Quiet. The river gave a splash. It was a warning, a signal not to tell, not to let them know  she was there.

“What the hell is that?” Ty asked. “Did anyone else hear that? It happens almost every time we come out here.”

“Jumping fish,” Heart said. “It happens all the time. Fish jumped. If you listen good, you’ll hear it again in a moment. Happens all the time.”

But when we listened, it didn’t happen again. Ty finally turned to me and threw his hands in the air. “What is that, Jesse?”

“You won’t tell me your secret. I won’t tell you mine,” I said. “No one wants to bare their soul to me, then I have no choice.”

I slid from my perch and threw a leg over the rail. I walked to Ty’s car and grabbed the plastic bag and the heavy rock I had brought with us. I put my comp books, my confessions to her, and my declarations of love in that bag, and I tied it tight. Knot after knot, but I knew she would be able to open it. It was a parting gift, a goodbye that would rip my heart out but needed to happen.

I walked back to my spot and everyone pulled close.
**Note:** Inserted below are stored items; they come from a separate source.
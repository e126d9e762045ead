use std::collections::BTreeMap;
use std::path::{Path, PathBuf};
use std::sync::{Arc, Mutex};

use chrono::{TimeZone, Utc};

use crate::domain::{AppError, CacheEntry, CacheMetadata, SourceIdentity};
use crate::ports::{CacheStore, ConfigFilesystem};

use super::memory_filesystem::MemoryFilesystem;

/// Cache store keeping metadata in memory and extractions in a `MemoryFilesystem`.
#[derive(Clone)]
pub struct MemoryCacheStore {
    fs: MemoryFilesystem,
    root: PathBuf,
    entries: Arc<Mutex<BTreeMap<String, CacheEntry>>>,
    fail_saves: bool,
    pub saves: Arc<Mutex<Vec<(String, String)>>>,
}

impl MemoryCacheStore {
    pub fn new(fs: &MemoryFilesystem, root: impl Into<PathBuf>) -> Self {
        Self {
            fs: fs.clone(),
            root: root.into(),
            entries: Arc::new(Mutex::new(BTreeMap::new())),
            fail_saves: false,
            saves: Arc::new(Mutex::new(vec![])),
        }
    }

    pub fn failing_saves(mut self) -> Self {
        self.fail_saves = true;
        self
    }

    /// Seed an entry whose extraction holds `files`.
    pub fn seed(&self, identity: &SourceIdentity, etag: &str, files: &[(&str, &str)]) -> PathBuf {
        let path = self.root.join(identity.cache_key());
        self.fs.add_dir(&path);
        for (relative, content) in files {
            self.fs.add_file(path.join(relative), content);
        }
        self.insert(identity, etag, path.clone());
        path
    }

    pub fn entry(&self, key: &str) -> Option<CacheEntry> {
        self.entries.lock().unwrap().get(key).cloned()
    }

    fn insert(&self, identity: &SourceIdentity, etag: &str, path: PathBuf) -> CacheEntry {
        let entry = CacheEntry {
            key: identity.cache_key(),
            metadata: CacheMetadata {
                owner: identity.owner.clone(),
                repo: identity.repo.clone(),
                branch: identity.branch.clone(),
                etag: etag.to_string(),
                cached_at: Utc.with_ymd_and_hms(2026, 1, 1, 0, 0, 0).unwrap(),
                commit_sha: None,
            },
            extracted_path: path,
        };
        self.entries.lock().unwrap().insert(entry.key.clone(), entry.clone());
        entry
    }
}

impl CacheStore for MemoryCacheStore {
    fn root(&self) -> &Path {
        &self.root
    }

    fn lookup(&self, identity: &SourceIdentity) -> Option<CacheEntry> {
        let entry = self.entry(&identity.cache_key())?;
        self.fs.is_dir(&entry.extracted_path).then_some(entry)
    }

    fn save(
        &self,
        identity: &SourceIdentity,
        extracted_path: &Path,
        etag: &str,
        _commit_sha: Option<&str>,
    ) -> Result<CacheEntry, AppError> {
        self.saves.lock().unwrap().push((identity.cache_key(), etag.to_string()));
        if self.fail_saves {
            return Err(AppError::Cache("disk full".to_string()));
        }
        let path = self.root.join(identity.cache_key());
        self.fs.remove_dir_all(&path)?;
        self.fs.copy_dir_all(extracted_path, &path)?;
        Ok(self.insert(identity, etag, path))
    }

    fn purge_entry(&self, key: &str) {
        if let Some(entry) = self.entries.lock().unwrap().remove(key) {
            let _ = self.fs.remove_dir_all(&entry.extracted_path);
        }
    }

    fn purge_all(&self) -> usize {
        let keys: Vec<String> = self.entries.lock().unwrap().keys().cloned().collect();
        for key in &keys {
            self.purge_entry(key);
        }
        keys.len()
    }

    fn list_all(&self) -> Vec<CacheEntry> {
        self.entries.lock().unwrap().values().cloned().collect()
    }
}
They looked at my package and Ty smiled.

“What is that?” he asked.

“It’s a sacrifice, a sacrifice of heart and mind. It’s a secret. It’s my work.” With a sigh, I threw it over my head and into the river.

A choir of dismay rose up and everyone rushed to the edge. Heart actually threw a leg over as if to jump in after it. Ty stared into the water and grabbed me.
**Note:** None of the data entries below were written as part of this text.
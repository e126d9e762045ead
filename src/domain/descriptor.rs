use std::path::{Path, PathBuf};

use super::script::{ScriptDefinition, ScriptValidationError};

/// Directory created in the target project to hold installed configurations.
pub const TELEPROMPTER_DIR: &str = ".teleprompter";

/// One installable configuration bundle discovered on disk.
#[derive(Debug, Clone, PartialEq, Eq)]
pub struct ConfigurationDescriptor {
    pub name: String,
    pub folder_name: String,
    pub slug: String,
    pub source_path: PathBuf,
    pub script: ScriptDefinition,
}

impl ConfigurationDescriptor {
    /// Build a descriptor; `name` falls back to `folder_name` when the script omits it.
    ///
    /// The slug comes from `name`, then from `folder_name` when `name` has no
    /// slug characters. A bundle with neither is rejected: an empty slug would
    /// point the install path at `.teleprompter` itself.
    pub fn new(
        folder_name: String,
        source_path: PathBuf,
        script: ScriptDefinition,
    ) -> Result<Self, ScriptValidationError> {
        let name = script.name.clone().unwrap_or_else(|| folder_name.clone());
        let mut slug = slugify(&name);
        if slug.is_empty() {
            slug = slugify(&folder_name);
        }
        if slug.is_empty() {
            return Err(ScriptValidationError::UnusableName);
        }
        Ok(Self { name, folder_name, slug, source_path, script })
    }

    /// Install location under `target_dir`.
    pub fn install_path(&self, target_dir: &Path) -> PathBuf {
        target_dir.join(TELEPROMPTER_DIR).join(&self.slug)
    }

    /// Case-insensitive substring match against `name` and `folder_name`.
    pub fn matches_filter(&self, filter: &str) -> bool {
        let needle = filter.to_lowercase();
        self.name.to_lowercase().contains(&needle)
            || self.folder_name.to_lowercase().contains(&needle)
    }
}

/// Derive a path-safe slug: lowercase, collapse every run of characters outside
/// `[a-z0-9]` into one hyphen, and trim hyphens at both ends.
pub fn slugify(name: &str) -> String {
    let mut slug = String::with_capacity(name.len());
    let mut pending_hyphen = false;

    for ch in name.to_lowercase().chars() {
        if ch.is_ascii_lowercase() || ch.is_ascii_digit() {
            if pending_hyphen && !slug.is_empty() {
                slug.push('-');
            }
            pending_hyphen = false;
            slug.push(ch);
        } else {
            pending_hyphen = true;
        }
    }

    slug
}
He gripped me by the throat and shoved me back against the railing. He pulled his fist back over his head and bent me over the edge of the bridge. He let out a single wail, a tiny sob of pain, and he growled at me.

“No!” he shouted. “You don’t get to—not that—not your work.” He shook his head and his teeth snapped together. He shook his head and he pulled back, defeated. “You don’t have the right to destroy your work. That belongs to everyone. You have no idea what your work means to us. We need it.”

He pointed his finger in my face and he snarled. “If you ever do that again, I will beat your ass. I will beat you into the ground. Do you hear me? Do you understand?”

And finally, I did understand. I knew why they all gathered around me to hear me talk. I was important to them. I was their leader. I had found each of them and bound them together. I had taught them to respect one another and lifted them up.

The bulk of them I had found in smaller groups, huddled together and sore. Sore from the lashing of other kids in school, sore from all the ridicule and the abuse of a life of being different, wanting different things, seeing the world in colors that the others didn’t. Most of them knew each other, but were not solidified into a group. I had pulled them together. A band of artists and thinkers, a group of people who were accepted in their strangeness and their angst.

That night, I realized I didn’t belong to myself anymore. I was a part of something bigger. I was a leader.

I needed to apologize for throwing it all away. But I didn’t.

I can’t remember the things I sent her that night, but I know I didn’t see her for a long time. When I did, she was in the flesh. Don’t ask me how that worked, but it did.